The middle portion 130 of the cannula 102 is coupled to the top portion 110 of the cannula 102. Moreover, the middle portion 130 is coupled between the top portion 110 and the bottom portion 150. In some examples, the middle portion 130 is adjacent to the flange 116 of the top portion 110. The middle portion 130 may include a textured surface 132. The textured surface 132 may provide ribbing or other texture that provides a user additional grip when holding and using the sampling device 100. In some examples, the middle portion 130 is generally cylindrical. In other examples, the middle portion 130 may have an alternative geometry, such as conical or rectangular. In an example conical embodiment, the middle portion 130 may extend down from an outer edge of the flange 116.

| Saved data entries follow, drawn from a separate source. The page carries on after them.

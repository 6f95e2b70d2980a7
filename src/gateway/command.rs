use serde::Deserialize;

/// A command body as decoded from JSON, before field validation.
///
/// Every field is optional at this stage; unknown members are ignored.
/// Absent, null, and empty-string fields are all treated as unset.
#[derive(Debug, Deserialize)]
pub struct RawCommand {
    pub action: Option<String>,
    pub key: Option<String>,
    pub value: Option<String>,
}

/// A validated store command, immutable once constructed.
///
/// The variant carries exactly the data its operation needs, so a write
/// value can never leak into a read and vice versa.
#[derive(Debug, Clone, PartialEq, Eq)]
pub enum Command {
    Get { key: String },
    Set { key: String, value: String },
}

impl RawCommand {
    /// Validates field presence and shape, yielding a [`Command`].
    ///
    /// Rules are checked in a fixed order and validation stops at the first
    /// failure; the returned message is client-facing text and part of the
    /// gateway's contract:
    ///
    /// 1. `action` must be set and non-empty
    /// 2. `key` must be set and non-empty
    /// 3. `action` must be "get" or "set"
    /// 4. for "set", `value` must be set and non-empty
    ///
    /// A `value` on a "get" command is ignored.
    pub fn validate(self) -> Result<Command, String> {
        let action = self.action.filter(|s| !s.is_empty());
        let key = self.key.filter(|s| !s.is_empty());
        let value = self.value.filter(|s| !s.is_empty());

        let Some(action) = action else {
            return Err("`action` is not set.\n".to_string());
        };

        let Some(key) = key else {
            return Err("`key` is not set.\n".to_string());
        };

        match action.as_str() {
            "get" => Ok(Command::Get { key }),

            "set" => match value {
                Some(value) => Ok(Command::Set { key, value }),
                None => Err(
                    "`value` is not set. `value` must be set and must be not empty while using `\"action\": \"set\"`.\n"
                        .to_string(),
                ),
            },

            _ => Err(
                "`action` has unknown variant. `action` can be \"get\" or \"set\".\n".to_string(),
            ),
        }
    }
}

As mentioned above, the bottom portion 150 is coupled to the middle portion 130 of the cannula 102. The bottom portion 150 is configured to be inserted into a bottle, such as a vial or culture/sample bottle. The bottom portion 150 may include a distal end 152. The distal end 152 may include one or more bevels. By beveling the distal end 152, it may require less force to insert at least a portion of the bottom portion 150 of the cannula 102 through a septum of a lid of a bottle (not shown in FIGS. 1A-1E). The bottom portion 150 may also be tapered such that an outer diameter of the bottom portion 150 is smaller at the distal end 152 than at a proximate end near the middle portion 130. In some examples, the bottom portion 150 has a constant taper form the middle portion 130 to the distal end 152.

The sampling device 100 also includes the guide component 160. In some examples, the guide component 160 may be coupled to the bottom portion 150 of the cannula 102. In other examples, the guide component 160 may be coupled to the middle portion 130. The middle portion 130 may be considered the portion of the cannula 102 between the flange of the top portion 110 and the guide component 160.

The guide component 160 includes a lateral portion 162 that extends radially out from the cannula 102. For example, the lateral portion 162 may extend radially out from the bottom portion 150 of the cannula 102. In some examples, the middle portion 130 may be the portion of the cannula 102 between the flange of the top portion 110 and the lateral portion 162 of the guide component 160. In such examples, the flange 116, the middle portion 130 (including the textured surface 132 thereof), and the lateral portion 162 of the guide component 160 define a grip area. The grip area is the area configured to be held by a user of the sampling device 100. Holding the grip area of the sampling device 100 may provide a user leverage when inserting the sampling device 100 into a bottle and then using the sampling device 100 to extract a portion of a sample.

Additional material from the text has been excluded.